##### Records supplied #####
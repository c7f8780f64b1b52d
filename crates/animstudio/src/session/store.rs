use async_trait::async_trait;
use serde_json::{Map, Value};
use std::any::Any;
use std::sync::Arc;

use super::{Session, SessionEntry, SessionId};
use crate::error::StudioResult;

/// Keeps a session out of eviction for as long as it is held.
pub struct SessionLease {
    _pin: Option<Arc<dyn Any + Send + Sync>>,
}

impl SessionLease {
    pub fn new(pin: Arc<dyn Any + Send + Sync>) -> Self {
        Self { _pin: Some(pin) }
    }

    /// A lease for stores that never evict.
    pub fn detached() -> Self {
        Self { _pin: None }
    }
}

/// Trait for abstracting asynchronous session storage operations.
///
/// Implementations must serialise mutations of a single session so that
/// concurrent appends never drop entries and history order reflects one
/// consistent interleaving. No ordering is required across sessions.
#[async_trait]
pub trait SessionStore: Send + Sync + 'static {
    /// Retrieves a session by its ID without creating it.
    ///
    /// Fails with `StudioError::SessionNotFound` for unknown ids.
    async fn get(&self, session_id: &SessionId) -> StudioResult<Session>;

    /// Retrieves a session, creating an empty one on first reference.
    async fn get_or_create(&self, session_id: &SessionId) -> StudioResult<Session>;

    /// Creates the session if needed and protects it from capacity and idle
    /// eviction until the lease is dropped. `clear` still removes it.
    async fn lease(&self, session_id: &SessionId) -> StudioResult<SessionLease> {
        self.get_or_create(session_id).await?;
        Ok(SessionLease::detached())
    }

    /// Appends one entry, creating the session if needed.
    async fn append(&self, session_id: &SessionId, entry: SessionEntry) -> StudioResult<()> {
        self.append_all(session_id, vec![entry]).await
    }

    /// Appends several entries as one contiguous block.
    async fn append_all(
        &self,
        session_id: &SessionId,
        entries: Vec<SessionEntry>,
    ) -> StudioResult<()>;

    /// Merges preference keys into the session and returns the updated session.
    async fn set_preferences(
        &self,
        session_id: &SessionId,
        preferences: Map<String, Value>,
    ) -> StudioResult<Session>;

    /// Removes a session. Returns whether it existed.
    async fn clear(&self, session_id: &SessionId) -> StudioResult<bool>;

    /// Ids of all live sessions.
    async fn list(&self) -> StudioResult<Vec<SessionId>>;

    /// Drops sessions idle past the configured expiry. Returns how many were removed.
    async fn evict_expired(&self) -> StudioResult<usize>;
}
use serde::{Deserialize, Serialize};
use serde_json::{Map, Value};
use time::OffsetDateTime;
use time::format_description::well_known::Rfc3339;
use uuid::Uuid;

use crate::artifact::{AttemptMetadata, CodeArtifact, Diagnostic};
use crate::chat::ChatRole;

mod in_memory;
mod store;
pub use in_memory::{InMemorySessionStore, SessionPolicy};
pub use store::{SessionLease, SessionStore};

/// Session used when a caller does not name one.
pub const DEFAULT_SESSION: &str = "default";

/// A unique identifier for a session.
#[derive(Debug, Clone, Serialize, Deserialize, PartialEq, Eq, Hash, PartialOrd, Ord)]
#[serde(transparent)]
pub struct SessionId(String);

impl SessionId {
    /// Creates a new, random session ID.
    pub fn new() -> Self {
        SessionId(Uuid::new_v4().to_string())
    }

    /// Returns the inner string representation of the session ID.
    pub fn as_str(&self) -> &str {
        &self.0
    }

    /// Uses `id` when it is present and non-blank, the shared default session otherwise.
    pub fn or_default(id: Option<&str>) -> Self {
        match id.map(str::trim) {
            Some(id) if !id.is_empty() => SessionId(id.to_string()),
            _ => SessionId(DEFAULT_SESSION.to_string()),
        }
    }
}

impl Default for SessionId {
    fn default() -> Self {
        Self::new()
    }
}

impl From<&str> for SessionId {
    fn from(s: &str) -> Self {
        SessionId(s.to_string())
    }
}

impl From<String> for SessionId {
    fn from(s: String) -> Self {
        SessionId(s)
    }
}

impl std::fmt::Display for SessionId {
    fn fmt(&self, f: &mut std::fmt::Formatter<'_>) -> std::fmt::Result {
        write!(f, "{}", self.0)
    }
}

/// One conversational turn.
#[derive(Debug, Clone, PartialEq, Serialize, Deserialize)]
pub struct Turn {
    pub role: ChatRole,
    pub content: String,
    #[serde(with = "time::serde::rfc3339")]
    pub at: OffsetDateTime,
}

impl Turn {
    pub fn user(content: impl Into<String>) -> Self {
        Self {
            role: ChatRole::User,
            content: content.into(),
            at: OffsetDateTime::now_utc(),
        }
    }

    pub fn assistant(content: impl Into<String>) -> Self {
        Self {
            role: ChatRole::Assistant,
            content: content.into(),
            at: OffsetDateTime::now_utc(),
        }
    }
}

/// Which entry point produced a run.
#[derive(Debug, Clone, Copy, PartialEq, Eq, Serialize, Deserialize)]
#[serde(rename_all = "lowercase")]
pub enum Operation {
    Generate,
    Render,
}

/// Outcome of one completed orchestration run.
#[derive(Debug, Clone, PartialEq, Serialize, Deserialize)]
#[serde(rename_all = "camelCase")]
pub struct RunRecord {
    pub operation: Operation,
    pub metadata: AttemptMetadata,
    pub code_name: String,
    pub video_file_name: String,
    #[serde(with = "time::serde::rfc3339")]
    pub at: OffsetDateTime,
}

/// An event appended to a session's history.
#[derive(Debug, Clone, PartialEq, Serialize, Deserialize)]
pub enum SessionEntry {
    Turn(Turn),
    Code(CodeArtifact),
    Diagnostic(Diagnostic),
    Run(RunRecord),
}

/// Represents a continuous conversation session.
#[derive(Debug, Clone, PartialEq, Serialize, Deserialize)]
pub struct Session {
    pub id: SessionId,
    #[serde(with = "time::serde::rfc3339")]
    pub created_at: OffsetDateTime,
    #[serde(with = "time::serde::rfc3339")]
    pub last_activity: OffsetDateTime,
    pub code_history: Vec<CodeArtifact>,
    pub error_history: Vec<Diagnostic>,
    pub conversation: Vec<Turn>,
    pub runs: Vec<RunRecord>,
    pub preferences: Map<String, Value>,
}

impl Session {
    pub fn new(id: SessionId) -> Self {
        let now = OffsetDateTime::now_utc();
        Self {
            id,
            created_at: now,
            last_activity: now,
            code_history: Vec::new(),
            error_history: Vec::new(),
            conversation: Vec::new(),
            runs: Vec::new(),
            preferences: Map::new(),
        }
    }

    /// Appends `entry`, keeping at most `max_history` items per list.
    pub fn add_entry(&mut self, entry: SessionEntry, max_history: usize) {
        match entry {
            SessionEntry::Turn(turn) => push_bounded(&mut self.conversation, turn, max_history),
            SessionEntry::Code(code) => push_bounded(&mut self.code_history, code, max_history),
            SessionEntry::Diagnostic(diag) => {
                push_bounded(&mut self.error_history, diag, max_history)
            }
            SessionEntry::Run(run) => push_bounded(&mut self.runs, run, max_history),
        }
        self.last_activity = OffsetDateTime::now_utc();
    }

    /// Merges `preferences` into the stored map; later values win per key.
    pub fn merge_preferences(&mut self, preferences: Map<String, Value>) {
        for (key, value) in preferences {
            self.preferences.insert(key, value);
        }
        self.last_activity = OffsetDateTime::now_utc();
    }

    pub fn info(&self) -> SessionInfo {
        SessionInfo {
            exists: true,
            last_activity: self.last_activity.format(&Rfc3339).ok(),
            code_history: Some(self.code_history.len()),
            error_history: Some(self.error_history.len()),
            conversation_length: Some(self.conversation.len()),
            user_preferences: Some(self.preferences.keys().cloned().collect()),
        }
    }

    /// Context handed to the generative stages: the last `turns` turns, the
    /// preferences and the most recent accepted code.
    pub fn context(&self, turns: usize) -> SessionContext {
        let skip = self.conversation.len().saturating_sub(turns);
        SessionContext {
            recent_turns: self.conversation[skip..].to_vec(),
            preferences: self.preferences.clone(),
            last_code: self.code_history.last().cloned(),
        }
    }
}

fn push_bounded<T>(items: &mut Vec<T>, item: T, max: usize) {
    items.push(item);
    if items.len() > max {
        let excess = items.len() - max;
        items.drain(..excess);
    }
}

/// Summary of a session as reported to clients.
#[derive(Debug, Clone, Default, PartialEq, Eq, Serialize, Deserialize)]
#[serde(rename_all = "camelCase")]
pub struct SessionInfo {
    pub exists: bool,
    #[serde(default, skip_serializing_if = "Option::is_none")]
    pub last_activity: Option<String>,
    #[serde(default, skip_serializing_if = "Option::is_none")]
    pub code_history: Option<usize>,
    #[serde(default, skip_serializing_if = "Option::is_none")]
    pub error_history: Option<usize>,
    #[serde(default, skip_serializing_if = "Option::is_none")]
    pub conversation_length: Option<usize>,
    #[serde(default, skip_serializing_if = "Option::is_none")]
    pub user_preferences: Option<Vec<String>>,
}

impl SessionInfo {
    pub fn missing() -> Self {
        Self::default()
    }
}

/// Read-only view of a session passed explicitly into every stage.
#[derive(Debug, Clone, Default, PartialEq)]
pub struct SessionContext {
    pub recent_turns: Vec<Turn>,
    pub preferences: Map<String, Value>,
    pub last_code: Option<CodeArtifact>,
}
#####
All lines above containing the string "ChatRole": copy each one.

use crate::chat::ChatRole;
    pub role: ChatRole,
            role: ChatRole::User,
            role: ChatRole::Assistant,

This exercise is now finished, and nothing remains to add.